The lines to extract run from the first line of the entries through the line that contains "ResizeMode::Right | ResizeMode::TopRight"; reproduce exactly those lines and no others.

===== DATA IN THIS EXERCISE

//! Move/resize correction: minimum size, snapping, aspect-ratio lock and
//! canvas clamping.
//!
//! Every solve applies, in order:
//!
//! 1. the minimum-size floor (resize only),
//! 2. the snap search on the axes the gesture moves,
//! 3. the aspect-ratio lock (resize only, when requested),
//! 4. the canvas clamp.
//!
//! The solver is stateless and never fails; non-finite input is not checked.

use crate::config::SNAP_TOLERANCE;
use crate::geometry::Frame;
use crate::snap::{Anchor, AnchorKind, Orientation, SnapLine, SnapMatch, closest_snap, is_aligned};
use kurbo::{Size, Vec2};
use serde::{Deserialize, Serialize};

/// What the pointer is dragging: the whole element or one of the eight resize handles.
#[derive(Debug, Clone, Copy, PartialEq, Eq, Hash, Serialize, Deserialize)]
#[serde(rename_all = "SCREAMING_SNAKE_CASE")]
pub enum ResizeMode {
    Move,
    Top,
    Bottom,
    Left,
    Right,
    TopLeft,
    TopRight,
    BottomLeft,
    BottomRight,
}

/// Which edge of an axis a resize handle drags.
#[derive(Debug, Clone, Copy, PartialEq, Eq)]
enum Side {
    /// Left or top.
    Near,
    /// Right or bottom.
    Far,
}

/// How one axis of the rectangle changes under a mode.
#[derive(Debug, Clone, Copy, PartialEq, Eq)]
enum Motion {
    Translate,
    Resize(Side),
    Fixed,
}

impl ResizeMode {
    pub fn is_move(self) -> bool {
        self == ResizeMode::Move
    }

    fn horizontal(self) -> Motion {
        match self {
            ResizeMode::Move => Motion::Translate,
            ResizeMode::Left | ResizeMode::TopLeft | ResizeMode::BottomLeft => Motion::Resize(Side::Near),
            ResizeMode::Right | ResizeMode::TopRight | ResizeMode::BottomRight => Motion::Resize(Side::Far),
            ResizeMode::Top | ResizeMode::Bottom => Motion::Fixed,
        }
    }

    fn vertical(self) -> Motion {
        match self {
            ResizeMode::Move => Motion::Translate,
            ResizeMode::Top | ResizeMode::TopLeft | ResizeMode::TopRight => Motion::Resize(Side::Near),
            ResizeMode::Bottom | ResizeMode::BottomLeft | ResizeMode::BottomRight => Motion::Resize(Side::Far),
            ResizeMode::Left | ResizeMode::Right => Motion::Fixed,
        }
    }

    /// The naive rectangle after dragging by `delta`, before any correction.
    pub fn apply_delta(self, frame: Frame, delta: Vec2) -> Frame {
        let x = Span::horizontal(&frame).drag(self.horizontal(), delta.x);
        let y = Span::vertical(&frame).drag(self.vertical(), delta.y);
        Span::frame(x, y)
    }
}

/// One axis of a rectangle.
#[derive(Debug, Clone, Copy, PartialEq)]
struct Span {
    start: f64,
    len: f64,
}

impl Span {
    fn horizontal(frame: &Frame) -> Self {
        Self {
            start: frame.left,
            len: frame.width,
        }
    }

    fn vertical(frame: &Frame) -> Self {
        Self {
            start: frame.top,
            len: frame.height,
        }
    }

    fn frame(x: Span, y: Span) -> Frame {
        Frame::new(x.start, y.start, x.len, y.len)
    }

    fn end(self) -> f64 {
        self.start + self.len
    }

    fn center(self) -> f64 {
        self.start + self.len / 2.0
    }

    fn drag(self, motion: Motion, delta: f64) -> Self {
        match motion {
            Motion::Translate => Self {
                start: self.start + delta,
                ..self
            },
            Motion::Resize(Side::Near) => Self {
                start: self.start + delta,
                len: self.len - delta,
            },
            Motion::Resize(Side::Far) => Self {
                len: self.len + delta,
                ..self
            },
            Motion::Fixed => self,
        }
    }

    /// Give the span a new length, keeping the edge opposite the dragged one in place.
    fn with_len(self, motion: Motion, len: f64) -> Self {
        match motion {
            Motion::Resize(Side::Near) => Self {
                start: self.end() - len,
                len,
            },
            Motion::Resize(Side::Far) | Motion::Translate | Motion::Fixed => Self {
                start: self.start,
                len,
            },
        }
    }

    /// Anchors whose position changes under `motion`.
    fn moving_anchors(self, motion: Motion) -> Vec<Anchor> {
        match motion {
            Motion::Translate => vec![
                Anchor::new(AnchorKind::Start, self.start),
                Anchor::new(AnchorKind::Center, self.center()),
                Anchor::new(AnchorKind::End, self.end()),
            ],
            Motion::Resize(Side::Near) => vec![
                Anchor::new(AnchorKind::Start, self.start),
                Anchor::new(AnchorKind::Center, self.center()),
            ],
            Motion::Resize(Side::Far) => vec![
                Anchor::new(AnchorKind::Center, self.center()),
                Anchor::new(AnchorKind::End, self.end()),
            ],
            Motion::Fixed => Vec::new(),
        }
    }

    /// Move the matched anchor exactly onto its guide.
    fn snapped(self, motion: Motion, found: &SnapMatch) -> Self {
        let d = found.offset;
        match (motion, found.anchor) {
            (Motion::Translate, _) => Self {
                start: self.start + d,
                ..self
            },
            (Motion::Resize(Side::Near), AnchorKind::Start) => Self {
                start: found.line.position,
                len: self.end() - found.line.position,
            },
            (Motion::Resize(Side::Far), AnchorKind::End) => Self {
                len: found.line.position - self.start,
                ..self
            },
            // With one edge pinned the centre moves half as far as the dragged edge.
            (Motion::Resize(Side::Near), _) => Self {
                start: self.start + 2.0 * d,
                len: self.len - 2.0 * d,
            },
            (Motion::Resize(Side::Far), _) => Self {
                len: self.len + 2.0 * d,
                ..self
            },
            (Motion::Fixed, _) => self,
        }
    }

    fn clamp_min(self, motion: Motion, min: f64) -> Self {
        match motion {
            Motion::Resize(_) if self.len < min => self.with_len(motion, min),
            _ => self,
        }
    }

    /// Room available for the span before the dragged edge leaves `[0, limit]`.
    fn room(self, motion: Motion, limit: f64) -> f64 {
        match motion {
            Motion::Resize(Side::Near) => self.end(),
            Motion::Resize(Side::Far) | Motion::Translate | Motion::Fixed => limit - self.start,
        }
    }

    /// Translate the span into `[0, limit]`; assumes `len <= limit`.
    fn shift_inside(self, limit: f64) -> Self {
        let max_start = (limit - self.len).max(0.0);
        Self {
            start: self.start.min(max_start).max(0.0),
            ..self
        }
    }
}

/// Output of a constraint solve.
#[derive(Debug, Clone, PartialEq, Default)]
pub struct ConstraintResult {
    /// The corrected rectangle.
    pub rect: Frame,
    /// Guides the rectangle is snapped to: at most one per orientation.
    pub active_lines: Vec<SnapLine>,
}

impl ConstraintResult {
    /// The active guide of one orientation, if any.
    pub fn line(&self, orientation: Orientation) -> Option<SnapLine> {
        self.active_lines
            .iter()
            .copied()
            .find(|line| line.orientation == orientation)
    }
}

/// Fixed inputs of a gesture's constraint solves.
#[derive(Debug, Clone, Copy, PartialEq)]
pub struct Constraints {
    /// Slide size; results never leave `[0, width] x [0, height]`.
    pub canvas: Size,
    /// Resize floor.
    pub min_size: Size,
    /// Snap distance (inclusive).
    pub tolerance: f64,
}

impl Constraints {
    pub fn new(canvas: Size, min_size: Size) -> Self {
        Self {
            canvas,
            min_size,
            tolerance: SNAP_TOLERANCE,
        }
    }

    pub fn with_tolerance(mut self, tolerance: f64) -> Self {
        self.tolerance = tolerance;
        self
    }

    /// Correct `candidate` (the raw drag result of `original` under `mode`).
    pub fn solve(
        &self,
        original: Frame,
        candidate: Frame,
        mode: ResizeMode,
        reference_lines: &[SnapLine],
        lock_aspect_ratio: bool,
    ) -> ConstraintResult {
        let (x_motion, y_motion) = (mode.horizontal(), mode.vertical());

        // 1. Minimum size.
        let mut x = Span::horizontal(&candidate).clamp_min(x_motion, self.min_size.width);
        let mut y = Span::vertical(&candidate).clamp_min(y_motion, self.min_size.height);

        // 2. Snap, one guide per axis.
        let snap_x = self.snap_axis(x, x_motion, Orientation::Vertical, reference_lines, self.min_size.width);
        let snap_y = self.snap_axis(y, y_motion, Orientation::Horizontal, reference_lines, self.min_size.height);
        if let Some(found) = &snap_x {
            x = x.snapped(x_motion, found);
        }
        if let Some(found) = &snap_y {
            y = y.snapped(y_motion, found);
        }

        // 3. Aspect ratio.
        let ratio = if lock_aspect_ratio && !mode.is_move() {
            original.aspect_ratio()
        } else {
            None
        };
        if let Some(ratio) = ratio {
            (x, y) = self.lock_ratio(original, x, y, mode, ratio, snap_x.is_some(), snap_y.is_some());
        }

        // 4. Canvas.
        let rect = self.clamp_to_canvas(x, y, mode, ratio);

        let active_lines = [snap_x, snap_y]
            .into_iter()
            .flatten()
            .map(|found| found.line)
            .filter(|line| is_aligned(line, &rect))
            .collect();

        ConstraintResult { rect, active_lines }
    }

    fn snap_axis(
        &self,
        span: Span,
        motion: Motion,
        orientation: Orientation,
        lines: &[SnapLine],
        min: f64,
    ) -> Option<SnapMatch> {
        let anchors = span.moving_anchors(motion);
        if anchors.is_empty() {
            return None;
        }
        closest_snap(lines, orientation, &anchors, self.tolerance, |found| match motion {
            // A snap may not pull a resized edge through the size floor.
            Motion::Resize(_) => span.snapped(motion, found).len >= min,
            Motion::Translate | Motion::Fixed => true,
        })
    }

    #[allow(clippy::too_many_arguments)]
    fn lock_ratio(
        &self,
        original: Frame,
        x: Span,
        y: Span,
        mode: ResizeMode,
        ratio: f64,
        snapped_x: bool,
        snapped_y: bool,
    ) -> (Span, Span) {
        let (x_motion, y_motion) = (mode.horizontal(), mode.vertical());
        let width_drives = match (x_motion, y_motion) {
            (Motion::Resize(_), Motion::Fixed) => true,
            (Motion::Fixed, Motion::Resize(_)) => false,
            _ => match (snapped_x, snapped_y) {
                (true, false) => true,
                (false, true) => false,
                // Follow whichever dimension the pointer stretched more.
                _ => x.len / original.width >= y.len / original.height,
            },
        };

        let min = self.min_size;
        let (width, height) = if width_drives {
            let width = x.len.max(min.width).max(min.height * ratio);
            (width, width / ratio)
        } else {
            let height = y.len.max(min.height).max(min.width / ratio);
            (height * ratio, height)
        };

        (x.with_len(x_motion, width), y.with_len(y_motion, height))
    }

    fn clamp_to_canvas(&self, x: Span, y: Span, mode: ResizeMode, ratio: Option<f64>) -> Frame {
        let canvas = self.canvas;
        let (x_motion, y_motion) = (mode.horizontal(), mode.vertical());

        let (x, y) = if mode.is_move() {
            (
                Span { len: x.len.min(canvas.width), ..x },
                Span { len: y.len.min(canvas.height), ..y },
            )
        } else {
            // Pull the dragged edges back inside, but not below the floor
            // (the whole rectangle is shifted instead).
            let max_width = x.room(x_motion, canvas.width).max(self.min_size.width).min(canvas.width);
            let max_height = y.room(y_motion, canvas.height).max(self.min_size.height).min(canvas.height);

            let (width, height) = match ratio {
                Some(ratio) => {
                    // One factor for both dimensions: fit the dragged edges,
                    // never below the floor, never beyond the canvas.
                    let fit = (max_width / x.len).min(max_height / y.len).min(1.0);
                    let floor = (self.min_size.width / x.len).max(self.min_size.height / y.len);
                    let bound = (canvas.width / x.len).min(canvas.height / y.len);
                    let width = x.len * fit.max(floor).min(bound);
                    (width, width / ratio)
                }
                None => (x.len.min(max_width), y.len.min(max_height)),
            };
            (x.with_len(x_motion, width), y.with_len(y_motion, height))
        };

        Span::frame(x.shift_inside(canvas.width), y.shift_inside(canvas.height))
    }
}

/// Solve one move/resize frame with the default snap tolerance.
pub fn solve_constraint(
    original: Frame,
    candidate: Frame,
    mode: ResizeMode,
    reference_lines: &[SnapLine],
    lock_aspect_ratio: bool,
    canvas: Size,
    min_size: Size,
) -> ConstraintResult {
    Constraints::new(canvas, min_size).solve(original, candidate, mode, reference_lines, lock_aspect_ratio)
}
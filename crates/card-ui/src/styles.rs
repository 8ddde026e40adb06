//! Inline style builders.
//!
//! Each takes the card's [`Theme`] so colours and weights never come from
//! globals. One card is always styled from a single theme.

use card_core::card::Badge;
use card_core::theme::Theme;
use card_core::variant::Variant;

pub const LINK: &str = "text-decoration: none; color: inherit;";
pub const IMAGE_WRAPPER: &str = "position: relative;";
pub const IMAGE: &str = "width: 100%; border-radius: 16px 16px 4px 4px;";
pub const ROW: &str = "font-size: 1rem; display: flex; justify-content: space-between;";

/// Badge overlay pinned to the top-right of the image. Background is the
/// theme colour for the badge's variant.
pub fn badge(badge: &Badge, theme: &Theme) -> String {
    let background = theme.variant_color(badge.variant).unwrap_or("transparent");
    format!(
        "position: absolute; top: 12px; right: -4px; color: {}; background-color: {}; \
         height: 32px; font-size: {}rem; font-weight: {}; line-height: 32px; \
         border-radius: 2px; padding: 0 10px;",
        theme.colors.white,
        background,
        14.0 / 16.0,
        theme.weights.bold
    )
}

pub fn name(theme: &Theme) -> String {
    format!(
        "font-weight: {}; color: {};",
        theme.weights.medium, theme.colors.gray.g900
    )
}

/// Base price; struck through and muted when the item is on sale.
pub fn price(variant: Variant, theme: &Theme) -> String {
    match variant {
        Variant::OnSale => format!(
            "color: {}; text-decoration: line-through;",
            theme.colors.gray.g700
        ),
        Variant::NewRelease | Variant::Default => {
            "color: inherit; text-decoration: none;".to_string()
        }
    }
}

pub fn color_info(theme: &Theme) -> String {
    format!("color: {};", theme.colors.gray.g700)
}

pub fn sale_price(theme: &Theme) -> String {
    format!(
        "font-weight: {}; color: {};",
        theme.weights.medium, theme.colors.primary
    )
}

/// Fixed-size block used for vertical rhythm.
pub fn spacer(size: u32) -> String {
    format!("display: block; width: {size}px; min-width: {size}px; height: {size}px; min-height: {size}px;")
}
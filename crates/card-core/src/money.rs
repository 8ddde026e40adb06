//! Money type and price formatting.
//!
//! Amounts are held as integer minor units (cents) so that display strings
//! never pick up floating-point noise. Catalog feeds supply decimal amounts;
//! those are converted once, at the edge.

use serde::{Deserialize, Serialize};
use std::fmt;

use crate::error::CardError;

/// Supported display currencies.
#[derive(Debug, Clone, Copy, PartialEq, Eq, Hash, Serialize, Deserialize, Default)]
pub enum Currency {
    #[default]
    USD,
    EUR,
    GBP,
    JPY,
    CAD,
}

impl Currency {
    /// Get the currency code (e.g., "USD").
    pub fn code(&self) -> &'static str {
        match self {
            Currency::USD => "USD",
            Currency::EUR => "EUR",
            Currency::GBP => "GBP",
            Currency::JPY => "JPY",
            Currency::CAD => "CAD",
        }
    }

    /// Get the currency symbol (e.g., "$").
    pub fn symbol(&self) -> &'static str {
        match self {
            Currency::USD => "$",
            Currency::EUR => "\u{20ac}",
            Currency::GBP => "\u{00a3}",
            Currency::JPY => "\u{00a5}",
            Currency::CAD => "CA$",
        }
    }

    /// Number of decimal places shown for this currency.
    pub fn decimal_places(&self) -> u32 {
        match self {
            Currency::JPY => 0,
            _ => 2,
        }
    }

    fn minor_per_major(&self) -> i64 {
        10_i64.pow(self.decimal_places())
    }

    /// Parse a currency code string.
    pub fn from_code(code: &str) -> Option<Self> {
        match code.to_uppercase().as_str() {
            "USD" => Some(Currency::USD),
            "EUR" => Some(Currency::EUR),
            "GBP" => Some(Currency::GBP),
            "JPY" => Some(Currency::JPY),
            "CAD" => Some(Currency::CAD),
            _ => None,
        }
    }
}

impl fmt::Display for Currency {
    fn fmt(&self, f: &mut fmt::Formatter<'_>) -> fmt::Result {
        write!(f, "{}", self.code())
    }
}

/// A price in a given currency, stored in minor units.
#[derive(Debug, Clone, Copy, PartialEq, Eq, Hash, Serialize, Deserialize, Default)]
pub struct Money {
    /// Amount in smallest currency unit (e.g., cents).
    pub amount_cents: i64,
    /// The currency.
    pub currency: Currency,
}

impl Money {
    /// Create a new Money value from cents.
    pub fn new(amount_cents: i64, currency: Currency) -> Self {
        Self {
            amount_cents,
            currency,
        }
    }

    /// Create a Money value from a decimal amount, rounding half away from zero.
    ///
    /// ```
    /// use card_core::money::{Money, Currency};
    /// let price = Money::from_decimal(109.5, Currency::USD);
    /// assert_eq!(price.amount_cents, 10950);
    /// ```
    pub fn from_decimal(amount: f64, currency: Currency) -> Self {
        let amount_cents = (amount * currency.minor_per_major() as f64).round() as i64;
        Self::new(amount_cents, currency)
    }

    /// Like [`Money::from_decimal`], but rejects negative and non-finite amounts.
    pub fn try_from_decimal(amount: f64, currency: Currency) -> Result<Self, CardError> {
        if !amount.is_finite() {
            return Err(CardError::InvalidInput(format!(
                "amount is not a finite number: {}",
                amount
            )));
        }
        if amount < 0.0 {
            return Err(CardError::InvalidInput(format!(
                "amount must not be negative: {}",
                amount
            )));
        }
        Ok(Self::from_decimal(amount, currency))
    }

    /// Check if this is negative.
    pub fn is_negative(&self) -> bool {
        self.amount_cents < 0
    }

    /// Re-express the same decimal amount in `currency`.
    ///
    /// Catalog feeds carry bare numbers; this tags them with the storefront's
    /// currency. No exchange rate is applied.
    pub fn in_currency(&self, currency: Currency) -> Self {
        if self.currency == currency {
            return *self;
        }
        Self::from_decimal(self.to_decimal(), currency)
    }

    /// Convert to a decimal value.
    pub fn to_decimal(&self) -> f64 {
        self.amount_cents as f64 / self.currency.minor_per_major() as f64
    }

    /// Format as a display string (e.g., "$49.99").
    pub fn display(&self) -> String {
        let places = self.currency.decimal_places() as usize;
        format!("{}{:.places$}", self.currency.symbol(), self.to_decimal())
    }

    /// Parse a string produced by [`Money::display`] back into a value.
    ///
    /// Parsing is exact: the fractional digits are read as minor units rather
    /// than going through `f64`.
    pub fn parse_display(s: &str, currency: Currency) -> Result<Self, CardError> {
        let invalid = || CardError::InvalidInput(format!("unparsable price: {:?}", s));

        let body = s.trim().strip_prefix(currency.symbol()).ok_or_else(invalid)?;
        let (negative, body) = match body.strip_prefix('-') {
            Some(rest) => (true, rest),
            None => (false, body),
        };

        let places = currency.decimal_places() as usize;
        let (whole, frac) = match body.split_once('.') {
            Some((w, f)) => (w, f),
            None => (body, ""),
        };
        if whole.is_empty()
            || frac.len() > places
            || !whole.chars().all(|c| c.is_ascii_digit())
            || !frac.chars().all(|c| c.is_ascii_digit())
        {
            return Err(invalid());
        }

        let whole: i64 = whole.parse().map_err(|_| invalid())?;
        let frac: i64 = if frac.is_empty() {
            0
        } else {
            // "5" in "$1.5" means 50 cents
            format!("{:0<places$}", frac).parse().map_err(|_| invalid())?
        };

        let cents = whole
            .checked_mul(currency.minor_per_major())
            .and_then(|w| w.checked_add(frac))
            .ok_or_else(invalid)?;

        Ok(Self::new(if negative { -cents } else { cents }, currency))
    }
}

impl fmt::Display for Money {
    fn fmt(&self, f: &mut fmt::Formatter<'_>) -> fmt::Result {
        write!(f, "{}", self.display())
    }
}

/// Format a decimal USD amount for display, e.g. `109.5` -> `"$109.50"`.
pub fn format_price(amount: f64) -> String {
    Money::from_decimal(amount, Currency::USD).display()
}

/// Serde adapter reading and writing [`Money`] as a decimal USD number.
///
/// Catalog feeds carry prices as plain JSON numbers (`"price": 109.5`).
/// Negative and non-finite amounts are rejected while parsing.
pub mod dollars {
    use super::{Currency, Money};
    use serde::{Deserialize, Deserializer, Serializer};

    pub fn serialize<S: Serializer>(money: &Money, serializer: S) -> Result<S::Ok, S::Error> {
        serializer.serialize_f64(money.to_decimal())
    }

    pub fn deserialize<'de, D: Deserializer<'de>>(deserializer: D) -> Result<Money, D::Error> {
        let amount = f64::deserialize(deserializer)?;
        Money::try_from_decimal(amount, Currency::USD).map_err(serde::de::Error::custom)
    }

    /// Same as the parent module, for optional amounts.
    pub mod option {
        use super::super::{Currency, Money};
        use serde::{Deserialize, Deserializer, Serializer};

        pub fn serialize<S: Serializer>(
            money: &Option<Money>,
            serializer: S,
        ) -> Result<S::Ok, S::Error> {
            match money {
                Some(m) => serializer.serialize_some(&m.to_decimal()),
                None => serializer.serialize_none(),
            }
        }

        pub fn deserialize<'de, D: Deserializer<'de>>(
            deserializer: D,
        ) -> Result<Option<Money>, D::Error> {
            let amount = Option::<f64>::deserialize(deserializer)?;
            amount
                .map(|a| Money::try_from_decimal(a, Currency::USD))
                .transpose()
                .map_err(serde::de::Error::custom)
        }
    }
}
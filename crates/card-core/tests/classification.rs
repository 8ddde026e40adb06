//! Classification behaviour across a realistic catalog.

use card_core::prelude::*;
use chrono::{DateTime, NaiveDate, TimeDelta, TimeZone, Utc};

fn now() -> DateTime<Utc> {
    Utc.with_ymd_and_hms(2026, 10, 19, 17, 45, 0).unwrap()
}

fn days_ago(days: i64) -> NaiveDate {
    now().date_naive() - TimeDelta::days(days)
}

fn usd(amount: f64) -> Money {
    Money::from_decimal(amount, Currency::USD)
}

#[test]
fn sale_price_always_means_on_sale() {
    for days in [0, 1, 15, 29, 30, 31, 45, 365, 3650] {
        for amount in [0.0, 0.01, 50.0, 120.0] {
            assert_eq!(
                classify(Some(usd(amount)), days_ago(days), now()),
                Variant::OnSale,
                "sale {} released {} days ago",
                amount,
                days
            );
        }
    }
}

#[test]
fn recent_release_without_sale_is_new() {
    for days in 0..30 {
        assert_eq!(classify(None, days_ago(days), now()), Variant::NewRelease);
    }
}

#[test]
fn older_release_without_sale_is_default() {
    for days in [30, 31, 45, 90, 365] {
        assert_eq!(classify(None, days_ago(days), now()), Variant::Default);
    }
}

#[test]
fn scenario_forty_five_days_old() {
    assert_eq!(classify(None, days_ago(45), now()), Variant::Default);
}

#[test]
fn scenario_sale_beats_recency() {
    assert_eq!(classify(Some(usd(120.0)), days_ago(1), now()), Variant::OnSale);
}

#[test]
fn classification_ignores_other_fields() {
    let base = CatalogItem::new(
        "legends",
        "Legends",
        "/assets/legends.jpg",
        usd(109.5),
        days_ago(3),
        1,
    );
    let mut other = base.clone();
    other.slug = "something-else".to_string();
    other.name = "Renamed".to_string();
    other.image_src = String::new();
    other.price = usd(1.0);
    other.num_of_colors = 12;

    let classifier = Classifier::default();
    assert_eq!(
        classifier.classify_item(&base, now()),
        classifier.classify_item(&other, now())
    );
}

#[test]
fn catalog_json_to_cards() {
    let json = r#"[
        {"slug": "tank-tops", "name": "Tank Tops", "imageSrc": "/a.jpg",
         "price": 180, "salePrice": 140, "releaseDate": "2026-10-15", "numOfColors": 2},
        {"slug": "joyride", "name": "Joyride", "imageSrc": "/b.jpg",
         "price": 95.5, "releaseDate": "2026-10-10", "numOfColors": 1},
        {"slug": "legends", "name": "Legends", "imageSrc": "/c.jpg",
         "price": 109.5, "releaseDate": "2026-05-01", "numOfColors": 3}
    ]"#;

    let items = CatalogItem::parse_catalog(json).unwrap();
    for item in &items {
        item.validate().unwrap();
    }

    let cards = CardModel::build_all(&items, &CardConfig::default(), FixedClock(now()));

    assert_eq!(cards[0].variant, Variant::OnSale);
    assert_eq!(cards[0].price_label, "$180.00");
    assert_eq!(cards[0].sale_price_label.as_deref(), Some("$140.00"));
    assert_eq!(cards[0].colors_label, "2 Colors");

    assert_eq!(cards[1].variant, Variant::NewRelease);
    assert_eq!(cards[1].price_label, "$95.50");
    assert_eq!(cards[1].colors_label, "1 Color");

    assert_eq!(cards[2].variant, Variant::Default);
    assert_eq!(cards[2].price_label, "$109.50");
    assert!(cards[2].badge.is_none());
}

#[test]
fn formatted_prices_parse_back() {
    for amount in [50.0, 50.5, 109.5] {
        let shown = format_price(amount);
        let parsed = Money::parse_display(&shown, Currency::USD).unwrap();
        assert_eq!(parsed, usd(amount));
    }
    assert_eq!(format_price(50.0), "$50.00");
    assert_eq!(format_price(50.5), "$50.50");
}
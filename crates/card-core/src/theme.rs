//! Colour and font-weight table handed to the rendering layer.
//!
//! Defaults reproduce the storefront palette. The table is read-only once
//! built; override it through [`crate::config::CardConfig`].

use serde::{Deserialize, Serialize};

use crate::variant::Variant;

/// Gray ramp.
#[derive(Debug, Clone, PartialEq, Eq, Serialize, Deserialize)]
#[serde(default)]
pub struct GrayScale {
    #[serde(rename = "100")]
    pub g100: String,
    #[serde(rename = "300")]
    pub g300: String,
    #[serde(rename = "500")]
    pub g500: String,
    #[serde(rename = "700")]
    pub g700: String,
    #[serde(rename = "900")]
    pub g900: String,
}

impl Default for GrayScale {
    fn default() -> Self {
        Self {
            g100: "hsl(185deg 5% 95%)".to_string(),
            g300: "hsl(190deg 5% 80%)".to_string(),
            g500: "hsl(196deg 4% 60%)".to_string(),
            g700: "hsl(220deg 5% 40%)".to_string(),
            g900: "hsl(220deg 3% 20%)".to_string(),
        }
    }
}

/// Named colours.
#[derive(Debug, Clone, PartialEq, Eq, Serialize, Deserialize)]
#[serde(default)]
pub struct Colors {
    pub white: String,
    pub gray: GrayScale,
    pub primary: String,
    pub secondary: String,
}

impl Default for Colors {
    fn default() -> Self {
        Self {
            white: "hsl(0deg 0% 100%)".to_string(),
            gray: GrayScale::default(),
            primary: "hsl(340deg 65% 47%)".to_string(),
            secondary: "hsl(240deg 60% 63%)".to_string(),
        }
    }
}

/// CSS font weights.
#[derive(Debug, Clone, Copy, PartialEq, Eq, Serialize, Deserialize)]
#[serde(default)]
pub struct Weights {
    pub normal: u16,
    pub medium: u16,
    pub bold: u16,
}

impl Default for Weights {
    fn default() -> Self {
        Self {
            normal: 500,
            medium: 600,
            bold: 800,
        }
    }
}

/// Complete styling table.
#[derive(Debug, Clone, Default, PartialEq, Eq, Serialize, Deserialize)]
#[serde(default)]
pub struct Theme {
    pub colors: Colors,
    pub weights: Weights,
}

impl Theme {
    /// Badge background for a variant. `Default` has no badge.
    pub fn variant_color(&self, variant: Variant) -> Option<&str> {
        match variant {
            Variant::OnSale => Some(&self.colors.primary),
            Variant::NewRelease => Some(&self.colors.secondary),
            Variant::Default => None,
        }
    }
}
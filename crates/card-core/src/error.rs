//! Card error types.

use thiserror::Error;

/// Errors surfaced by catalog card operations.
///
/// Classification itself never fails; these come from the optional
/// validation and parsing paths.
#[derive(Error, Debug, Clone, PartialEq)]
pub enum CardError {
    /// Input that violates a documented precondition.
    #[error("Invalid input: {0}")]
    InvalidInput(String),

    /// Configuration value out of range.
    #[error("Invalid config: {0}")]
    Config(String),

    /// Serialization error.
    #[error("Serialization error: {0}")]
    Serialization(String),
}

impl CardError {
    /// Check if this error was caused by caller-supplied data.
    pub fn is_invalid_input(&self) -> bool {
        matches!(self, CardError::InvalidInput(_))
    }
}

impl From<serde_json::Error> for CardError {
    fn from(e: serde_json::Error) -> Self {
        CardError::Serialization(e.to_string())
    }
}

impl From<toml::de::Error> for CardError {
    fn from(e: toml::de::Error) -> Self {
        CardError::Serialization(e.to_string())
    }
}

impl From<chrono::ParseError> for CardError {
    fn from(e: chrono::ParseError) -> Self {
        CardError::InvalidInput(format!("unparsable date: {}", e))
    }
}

==========

RESPONSE BELOW:
//! Move/resize correction: minimum size, snapping, aspect-ratio lock and
//! canvas clamping.
//!
//! Every solve applies, in order:
//!
//! 1. the minimum-size floor (resize only),
//! 2. the snap search on the axes the gesture moves,
//! 3. the aspect-ratio lock (resize only, when requested),
//! 4. the canvas clamp.
//!
//! The solver is stateless and never fails; non-finite input is not checked.

use crate::config::SNAP_TOLERANCE;
use crate::geometry::Frame;
use crate::snap::{Anchor, AnchorKind, Orientation, SnapLine, SnapMatch, closest_snap, is_aligned};
use kurbo::{Size, Vec2};
use serde::{Deserialize, Serialize};

/// What the pointer is dragging: the whole element or one of the eight resize handles.
#[derive(Debug, Clone, Copy, PartialEq, Eq, Hash, Serialize, Deserialize)]
#[serde(rename_all = "SCREAMING_SNAKE_CASE")]
pub enum ResizeMode {
    Move,
    Top,
    Bottom,
    Left,
    Right,
    TopLeft,
    TopRight,
    BottomLeft,
    BottomRight,
}

/// Which edge of an axis a resize handle drags.
#[derive(Debug, Clone, Copy, PartialEq, Eq)]
enum Side {
    /// Left or top.
    Near,
    /// Right or bottom.
    Far,
}

/// How one axis of the rectangle changes under a mode.
#[derive(Debug, Clone, Copy, PartialEq, Eq)]
enum Motion {
    Translate,
    Resize(Side),
    Fixed,
}

impl ResizeMode {
    pub fn is_move(self) -> bool {
        self == ResizeMode::Move
    }

    fn horizontal(self) -> Motion {
        match self {
            ResizeMode::Move => Motion::Translate,
            ResizeMode::Left | ResizeMode::TopLeft | ResizeMode::BottomLeft => Motion::Resize(Side::Near),
            ResizeMode::Right | ResizeMode::TopRight | ResizeMode::BottomRight => Motion::Resize(Side::Far),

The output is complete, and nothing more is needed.